In another sign of Wisconsin’s improving economy, initial claims for Wisconsin Unemployment Insurance benefits have fallen below 8,000 for five consecutive weeks. Wisconsin has not had five straight weeks with initial claims below 8,000 since 2005.Sounds good, right? And on the surface it is, as claims have generally fallen each year in Wisconsin over the last 4 years.
“Initial and regular weekly claims have been declining for some time, but the initial claims total in the latest weekly report is especially welcome news,” DWD Secretary Reggie Newson said. “This is another sign of Wisconsin’s improving economy under Governor Walker’s leadership, and there is much more work to be done to create more jobs and prepare workers with the skills needed to fill those jobs.”
Wisconsin weekly initial claims first dipped below 8,000 in the week ending July 20, 2013, marking the first time they’ve been less than 8,000 since September 2007. The number has remained below 8,000 through the week ending August 17, totaling 7,625 for that week. This is the first time Wisconsin has seen five straight weeks with initial claims below 8,000 since 2005 and only the second time since 2000.
In addition, as of the end of July, the year-to-date average number of Wisconsin weekly initial Unemployment Insurance claims is at a 13-year low, at 10,778.
But you'll also notice that unemployment claims are around their lows for the year in August regardless of how bad the economy is. And once summer jobs start ending in the coming weeks, those numbers will go back up.

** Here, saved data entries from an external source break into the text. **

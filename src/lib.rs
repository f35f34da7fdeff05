//! # Multi-Step Benchmark Measurement Library
//!
//! Latency bookkeeping for benchmark operations that execute in several
//! discrete steps, such as a scan that reads a number of pages or a read that
//! fetches a value in chunks.
//!
//! ## Architecture Overview
//!
//! - `measurement`: the lock-free per-step aggregator and the run-wide pacing tracker
//! - `registry`: one aggregator per operation kind, sharing a pacing tracker
//! - `exporter`: the export sink contract and text/JSON sinks
//! - `workload`: a synthetic multi-threaded driver and the run coordinator
//! - `cli`: command-line arguments for the driver binary
//! - `logging`: tracing subscriber setup
//! - `utils`: formatting and validation helpers
//!
//! ## Usage Example
//!
//! ```rust
//! use multistep_bench::{MemoryExporter, MeasurementRegistry, MetricValue};
//!
//! # fn main() -> anyhow::Result<()> {
//! let registry = MeasurementRegistry::new();
//! let scan = registry.register("SCAN", 3)?;
//!
//! // Worker threads share `scan` through its `Arc`.
//! scan.record(100, 0)?;
//! scan.record(200, 0)?;
//! scan.record(50, 1)?;
//! scan.record_pacing_delay(20);
//!
//! // After every worker has been joined:
//! let mut sink = MemoryExporter::new();
//! registry.export_all(&mut sink)?;
//! assert_eq!(
//!     sink.value("SCAN", "step:0, operations: 2, Average Latency(us)"),
//!     Some(MetricValue::Int(150))
//! );
//! # Ok(())
//! # }
//! ```

pub mod cli;
pub mod error;
pub mod exporter;
pub mod logging;

/// Per-step latency aggregation
///
/// Holds the hot path of the library: recording one step sample is two
/// relaxed atomic adds with no lock and no allocation.
pub mod measurement;

pub mod registry;
pub mod utils;

/// Synthetic workload execution
///
/// Spawns worker threads, simulates multi-step operations with pacing and
/// exports the aggregated results once every worker has been joined.
pub mod workload;

pub use error::MeasurementError;
pub use exporter::{
    ExportFormat, JsonExporter, MeasurementsExporter, MemoryExporter, MetricRow, MetricValue,
    TextExporter,
};
pub use measurement::{PacingTracker, StepAggregator, StepStats, StepSummary};
pub use registry::MeasurementRegistry;
pub use workload::{OperationSpec, RunCoordinator, RunReport, WorkloadConfig};

/// The current version of the benchmark, from Cargo.toml
pub const VERSION: &str = env!("CARGO_PKG_VERSION");

/// Default configuration values
pub mod defaults {
    /// Default operation kind, a four-page scan
    pub const OPERATION: &str = "SCAN:4";

    /// Operations executed by each worker thread
    pub const OPS_PER_THREAD: usize = 1000;

    /// Simulated step latency range in microseconds
    pub const MIN_STEP_LATENCY_US: u64 = 50;
    pub const MAX_STEP_LATENCY_US: u64 = 500;

    /// Think time between operations in microseconds
    pub const PACING_DELAY_US: u64 = 100;
}
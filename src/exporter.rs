//! # Measurement Export Sinks
//!
//! Aggregators report their results as a flat sequence of named rows. Each row
//! is addressed by a metric group (the operation kind, e.g. `SCAN`) and a
//! label within that group. The [`MeasurementsExporter`] trait is the only
//! contract an aggregator relies on; formatting and persistence belong to the
//! sink.
//!
//! ## Provided Sinks
//!
//! - [`TextExporter`]: one `[GROUP], label, value` line per row, written as
//!   rows arrive
//! - [`JsonExporter`]: buffers rows and writes a single JSON document with
//!   run metadata on [`MeasurementsExporter::close`]
//! - [`MemoryExporter`]: keeps rows in memory for inspection
//!
//! Sink errors are plain `std::io::Error` values so that callers can propagate
//! them unchanged.

use clap::ValueEnum;
use serde::{Deserialize, Serialize};
use std::fmt;
use std::io::{self, Write};
use tracing::debug;

/// Value carried by a single exported row
#[derive(Debug, Clone, Copy, PartialEq, Serialize, Deserialize)]
#[serde(untagged)]
pub enum MetricValue {
    Int(u64),
    Float(f64),
}

impl fmt::Display for MetricValue {
    fn fmt(&self, f: &mut fmt::Formatter<'_>) -> fmt::Result {
        match self {
            MetricValue::Int(v) => write!(f, "{}", v),
            MetricValue::Float(v) => write!(f, "{:.2}", v),
        }
    }
}

impl From<u64> for MetricValue {
    fn from(value: u64) -> Self {
        MetricValue::Int(value)
    }
}

impl From<f64> for MetricValue {
    fn from(value: f64) -> Self {
        MetricValue::Float(value)
    }
}

/// One exported row
#[derive(Debug, Clone, PartialEq, Serialize, Deserialize)]
pub struct MetricRow {
    pub metric: String,
    pub measurement: String,
    pub value: MetricValue,
}

/// Destination for exported measurement rows
pub trait MeasurementsExporter {
    /// Write one row. Errors must be returned as-is; the caller does not retry.
    fn write(&mut self, metric_group: &str, metric_label: &str, value: MetricValue)
        -> io::Result<()>;

    /// Finish the report. Called once after every aggregator has exported.
    fn close(&mut self) -> io::Result<()> {
        Ok(())
    }
}

/// Output formats selectable from the command line
#[derive(Clone, Copy, Debug, PartialEq, Eq, ValueEnum, Serialize, Deserialize)]
pub enum ExportFormat {
    /// `[GROUP], label, value` lines
    #[clap(name = "text")]
    Text,

    /// A single JSON document with run metadata
    #[clap(name = "json")]
    Json,
}

impl fmt::Display for ExportFormat {
    fn fmt(&self, f: &mut fmt::Formatter<'_>) -> fmt::Result {
        match self {
            ExportFormat::Text => write!(f, "text"),
            ExportFormat::Json => write!(f, "json"),
        }
    }
}

impl ExportFormat {
    /// Build a boxed sink of this format over `writer`
    pub fn exporter<W: Write + 'static>(
        self,
        writer: W,
        run_id: &str,
    ) -> Box<dyn MeasurementsExporter> {
        match self {
            ExportFormat::Text => Box::new(TextExporter::new(writer)),
            ExportFormat::Json => Box::new(JsonExporter::with_run_id(writer, run_id)),
        }
    }
}

/// Line-oriented sink
pub struct TextExporter<W: Write> {
    writer: W,
}

impl<W: Write> TextExporter<W> {
    pub fn new(writer: W) -> Self {
        Self { writer }
    }

    pub fn into_inner(self) -> W {
        self.writer
    }
}

impl<W: Write> MeasurementsExporter for TextExporter<W> {
    fn write(
        &mut self,
        metric_group: &str,
        metric_label: &str,
        value: MetricValue,
    ) -> io::Result<()> {
        writeln!(self.writer, "[{}], {}, {}", metric_group, metric_label, value)
    }

    fn close(&mut self) -> io::Result<()> {
        self.writer.flush()
    }
}

/// Run metadata attached to JSON reports
#[derive(Debug, Clone, Serialize, Deserialize)]
pub struct ReportMetadata {
    pub version: String,
    pub run_id: String,
    pub timestamp: chrono::DateTime<chrono::Utc>,
    pub cpu_cores: usize,
}

/// Complete JSON report document
#[derive(Debug, Serialize, Deserialize)]
pub struct JsonReport {
    pub metadata: ReportMetadata,
    pub measurements: Vec<MetricRow>,
}

/// Buffering JSON sink
pub struct JsonExporter<W: Write> {
    writer: W,
    run_id: String,
    rows: Vec<MetricRow>,
    closed: bool,
}

impl<W: Write> JsonExporter<W> {
    /// Create a JSON sink with a freshly generated run identifier
    pub fn new(writer: W) -> Self {
        Self::with_run_id(writer, &crate::utils::generate_run_id())
    }

    pub fn with_run_id(writer: W, run_id: &str) -> Self {
        Self {
            writer,
            run_id: run_id.to_string(),
            rows: Vec::new(),
            closed: false,
        }
    }

    pub fn into_inner(self) -> W {
        self.writer
    }
}

impl<W: Write> MeasurementsExporter for JsonExporter<W> {
    fn write(
        &mut self,
        metric_group: &str,
        metric_label: &str,
        value: MetricValue,
    ) -> io::Result<()> {
        if self.closed {
            return Err(io::Error::new(
                io::ErrorKind::Other,
                "JSON report has already been written",
            ));
        }
        self.rows.push(MetricRow {
            metric: metric_group.to_string(),
            measurement: metric_label.to_string(),
            value,
        });
        Ok(())
    }

    fn close(&mut self) -> io::Result<()> {
        if self.closed {
            return Ok(());
        }

        let report = JsonReport {
            metadata: ReportMetadata {
                version: crate::VERSION.to_string(),
                run_id: self.run_id.clone(),
                timestamp: chrono::Utc::now(),
                cpu_cores: num_cpus::get(),
            },
            measurements: std::mem::take(&mut self.rows),
        };

        serde_json::to_writer_pretty(&mut self.writer, &report)?;
        writeln!(self.writer)?;
        self.writer.flush()?;
        self.closed = true;

        debug!(
            "Wrote JSON report with {} rows",
            report.measurements.len()
        );
        Ok(())
    }
}

/// In-memory sink
#[derive(Debug, Default)]
pub struct MemoryExporter {
    pub rows: Vec<MetricRow>,
}

impl MemoryExporter {
    pub fn new() -> Self {
        Self::default()
    }

    /// Look up the value of a row by group and label
    pub fn value(&self, metric_group: &str, metric_label: &str) -> Option<MetricValue> {
        self.rows
            .iter()
            .find(|r| r.metric == metric_group && r.measurement == metric_label)
            .map(|r| r.value)
    }

    /// Rows belonging to one group, in write order
    pub fn group(&self, metric_group: &str) -> Vec<&MetricRow> {
        self.rows
            .iter()
            .filter(|r| r.metric == metric_group)
            .collect()
    }
}

impl MeasurementsExporter for MemoryExporter {
    fn write(
        &mut self,
        metric_group: &str,
        metric_label: &str,
        value: MetricValue,
    ) -> io::Result<()> {
        self.rows.push(MetricRow {
            metric: metric_group.to_string(),
            measurement: metric_label.to_string(),
            value,
        });
        Ok(())
    }
}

And the drop in unemployment claims in 2013 is hardly unusual in America. The U.S. continues to have new claims at their lowest levels since the Great Recession started, with last week's unadjusted claims figure of just over 279,000 the lowest since September 2007. So despite the way DWD portrays it, it's not a big deal that Wisconsin also is having its lowest level of unemployment claims since September '07, since the country as a whole has its fewest layoffs in 6 years.
This chart will also show this trend, as Wisconsin's year-over-year drop in unemployment claims is not much different than the nation's. A number below 0% means Wisconsin is doing better than the nation, while a number above 0% means we're falling behind. While we're not above 0, like we were earlier in the year, we're not much below 0% either. This is in stark contrast to the last year of the Jim Doyle/Dem regime, when Wisconsin's drop in claims was 10-20% more than the U.S.'s.
So once again, the Walker Administration is trying to take credit for a growing U.S. economy that continues to grow (at least for now), and tries to ignore the above-trend record of the Doyle/Dem regime, which put Wisconsin on a strong footing before the Age of Fitzwalkerstan began.